Opened 7 years ago

Closed 7 years ago

Last modified 7 years ago

#6475 closed defect (fixed)

circuit_send_next_onion_skin(): Bug: Unexpectedly high circuit_successes

Reported by: grarpamp Owned by: mikeperry
Priority: High Milestone: Tor: 0.2.3.x-final
Component: Core Tor/Tor Version: Tor: 0.2.3.19-rc
Severity: Keywords: MikePerry201208 tor-client
Cc: nickm, armadev, karsten, ioerror Actual Points: 13
Parent ID: Points: 8
Reviewer: Sponsor:

Description

I'm seeing hundreds of these. The current M seems to exceed the m,
for which m is increased, then M exceeds that... repeat.

ver: maint-0.2.3.x as of jul 17 2012.

[warn] circuit_send_next_onion_skin(): Bug: Unexpectedly high
circuit_successes (M/m) for guard <nick>.

There are a few accompanying entries shown below.
But note primarily that the above style uselessly lists only the <nick>,
while the below style needlessly lists it.

[notice] Low circuit success rate M/m for guard <nick>=<fp>.

Child Tickets

Change History (42)

comment:1 Changed 7 years ago by mikeperry

Cc: nickm added; nickm@… removed
Keywords: MikePerry201208 added
Owner: changed from mikeperry@… to mikeperry
Priority: normalmajor
Status: newassigned

I'm seeing hundreds of these:
[warn] circuit_send_next_onion_skin(): Bug: Unexpectedly high circuit_successes (M/m) for guard <nick>.

Hundreds of these on a normal client? Are you doing anything atypical?

For example, are you running a hidden service? Running a relay? Running a network scanner?
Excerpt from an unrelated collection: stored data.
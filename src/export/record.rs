use crate::animation::camera::CameraState;
use crate::foundation::core::{EntityId, Point};
use crate::foundation::error::{MaptrailError, MaptrailResult};

/// Screen position of one waypoint at capture time.
#[derive(Clone, Debug, PartialEq, serde::Serialize, serde::Deserialize)]
pub struct EntityProjection {
    /// Waypoint id.
    pub id: EntityId,
    /// Screen x in pixels.
    pub x: f64,
    /// Screen y in pixels.
    pub y: f64,
}

impl EntityProjection {
    pub(crate) fn new(id: EntityId, p: Point) -> Self {
        Self { id, x: p.x, y: p.y }
    }
}

/// Screen position of one pin at capture time, with its label for correlation.
#[derive(Clone, Debug, PartialEq, serde::Serialize, serde::Deserialize)]
pub struct PinProjection {
    /// Pin id.
    pub id: EntityId,
    /// Pin label at capture time.
    pub text: String,
    /// Screen x in pixels.
    pub x: f64,
    /// Screen y in pixels.
    pub y: f64,
}

/// Metadata captured alongside one exported frame.
///
/// `time` is `index / fps` of the frame it belongs to, so it strictly increases with capture
/// order and can be written to keyframe scripts verbatim.
#[derive(Clone, Debug, PartialEq, serde::Serialize, serde::Deserialize)]
#[serde(rename_all = "camelCase")]
pub struct FrameRecord {
    /// Seconds from export start.
    pub time: f64,
    /// Pose the renderer painted.
    #[serde(flatten)]
    pub camera: CameraState,
    /// Path reveal progress in `[0, 1]` (eased; may overshoot for overshooting easings).
    pub path_progress: f64,
    /// Projected waypoints in project order.
    pub waypoints: Vec<EntityProjection>,
    /// Projected pins in project order.
    pub pins: Vec<PinProjection>,
}

/// Serialize records as a JSON array.
pub fn records_to_json(records: &[FrameRecord]) -> MaptrailResult<String> {
    serde_json::to_string_pretty(records)
        .map_err(|e| MaptrailError::encoding(format!("serialize frame records: {e}")))
}
//! Flat-plane polyline measurement and arc-length truncation for the path reveal.
//!
//! Coordinates are treated as ordinary 2D points (lng on x, lat on y), matching how the path is
//! drawn on screen. No geodesic correction is applied.

use crate::foundation::core::LngLat;

/// Progress at or above `1 - FULL_PROGRESS_EPSILON` returns the whole path.
pub const FULL_PROGRESS_EPSILON: f64 = 1e-9;

/// Sum of Euclidean segment lengths along `coords`.
pub fn total_length(coords: &[LngLat]) -> f64 {
    coords
        .windows(2)
        .map(|w| w[0].to_point().distance(w[1].to_point()))
        .sum()
}

/// Prefix of `coords` covering `progress` of its total length.
///
/// - fewer than 2 points, or `progress <= 0` (including NaN): empty
/// - `progress >= 1` (within [`FULL_PROGRESS_EPSILON`]): `coords` unchanged
/// - otherwise: every fully consumed point plus one point linearly interpolated along the
///   segment where the target length falls
pub fn truncate(coords: &[LngLat], progress: f64) -> Vec<LngLat> {
    if coords.len() < 2 || progress.is_nan() || progress <= 0.0 {
        return Vec::new();
    }
    if progress >= 1.0 - FULL_PROGRESS_EPSILON {
        return coords.to_vec();
    }

    let target = total_length(coords) * progress;
    let mut accumulated = 0.0;
    let mut out = Vec::with_capacity(coords.len());

    for w in coords.windows(2) {
        let (p1, p2) = (w[0].to_point(), w[1].to_point());
        let segment = p1.distance(p2);
        out.push(w[0]);

        if accumulated + segment >= target {
            let ratio = if segment > 0.0 {
                (target - accumulated) / segment
            } else {
                0.0
            };
            out.push(LngLat::from_point(p1.lerp(p2, ratio)));
            return out;
        }
        accumulated += segment;
    }

    // Summation drift left the target just past the end.
    out.extend(coords.last().copied());
    out
}

#[cfg(test)]
#[path = "../../tests/unit/geometry/path.rs"]
mod tests;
Using a custom Tor controller?

There are a few accompanying entries shown below, but note primarily that the above style uselessly lists only the <nick>, while the below style needlessly lists it.
[notice] Low circuit success rate M/n for guard <nick>=<fp>.

You get both this message and the above message for the same guard? I assume you mean the nicks match still? If so, for now you can still inspect your tor state to find the guards that have matching success rates, to verify you have two guards with the same nick but different EntryGuardPathBias counts.

What ranges of values of M, m, and n have you seen for each case?

comment:2 Changed 7 years ago by mikeperry

By tor state, I mean your state file. Where it lives varies by platform :/.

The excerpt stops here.